## What needs to be done:
I'd like an exact copy of every line from the start of the entries below through the line containing "impl<'a, C: ConnectionTrait>", please.

[Stored data]
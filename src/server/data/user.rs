//! User account repository.

use sea_orm::{
    ActiveModelTrait, ActiveValue, ColumnTrait, ConnectionTrait, DbErr, EntityTrait,
    PaginatorTrait, QueryFilter,
};

use crate::server::model::user::{CreateUserParam, User};

pub struct UserRepository<'a, C: ConnectionTrait> {
    db: &'a C,
}

impl<'a, C: ConnectionTrait> UserRepository<'a, C> {
    pub fn new(db: &'a C) -> Self {
        Self { db }
    }

    /// Inserts a new user account stamped with the current time.
    pub async fn create(&self, param: CreateUserParam) -> Result<User, DbErr> {
        let entity = entity::user::ActiveModel {
            email: ActiveValue::Set(param.email),
            password_hash: ActiveValue::Set(param.password_hash),
            nickname: ActiveValue::Set(param.nickname),
            phone: ActiveValue::Set(param.phone),
            created_at: ActiveValue::Set(chrono::Utc::now()),
            ..Default::default()
        }
        .insert(self.db)
        .await?;

        Ok(User::from_entity(entity))
    }

    pub async fn find_by_id(&self, id: i32) -> Result<Option<User>, DbErr> {
        let entity = entity::prelude::User::find_by_id(id).one(self.db).await?;

        Ok(entity.map(User::from_entity))
    }

    pub async fn find_by_email(&self, email: &str) -> Result<Option<User>, DbErr> {
        let entity = entity::prelude::User::find()
            .filter(entity::user::Column::Email.eq(email))
            .one(self.db)
            .await?;

        Ok(entity.map(User::from_entity))
    }

    pub async fn email_exists(&self, email: &str) -> Result<bool, DbErr> {
        let count = entity::prelude::User::find()
            .filter(entity::user::Column::Email.eq(email))
            .count(self.db)
            .await?;

        Ok(count > 0)
    }

    /// Deletes a user row. Orders placed by the user keep their snapshot with
    /// `user_id` set to NULL.
    pub async fn delete(&self, id: i32) -> Result<(), DbErr> {
        entity::prelude::User::delete_by_id(id).exec(self.db).await?;

        Ok(())
    }
}
use sea_orm::entity::prelude::*;

#[derive(Debug, Clone, Copy, PartialEq, Eq, EnumIter, DeriveActiveEnum)]
#[sea_orm(rs_type = "String", db_type = "String(StringLen::N(16))")]
pub enum PaymentType {
    #[sea_orm(string_value = "offline")]
    Offline,
    #[sea_orm(string_value = "online")]
    Online,
}

#[derive(Debug, Clone, Copy, PartialEq, Eq, EnumIter, DeriveActiveEnum)]
#[sea_orm(rs_type = "String", db_type = "String(StringLen::N(16))")]
pub enum OrderStatus {
    #[sea_orm(string_value = "not_payment")]
    NotPayment,
    #[sea_orm(string_value = "paid")]
    Paid,
    #[sea_orm(string_value = "done")]
    Done,
    #[sea_orm(string_value = "cancelled")]
    Cancelled,
}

## Answer section:
filename src/server/data/user.rs
//! User account repository.

use sea_orm::{
    ActiveModelTrait, ActiveValue, ColumnTrait, ConnectionTrait, DbErr, EntityTrait,
    PaginatorTrait, QueryFilter,
};

use crate::server::model::user::{CreateUserParam, User};

pub struct UserRepository<'a, C: ConnectionTrait> {
    db: &'a C,
}

impl<'a, C: ConnectionTrait> UserRepository<'a, C> {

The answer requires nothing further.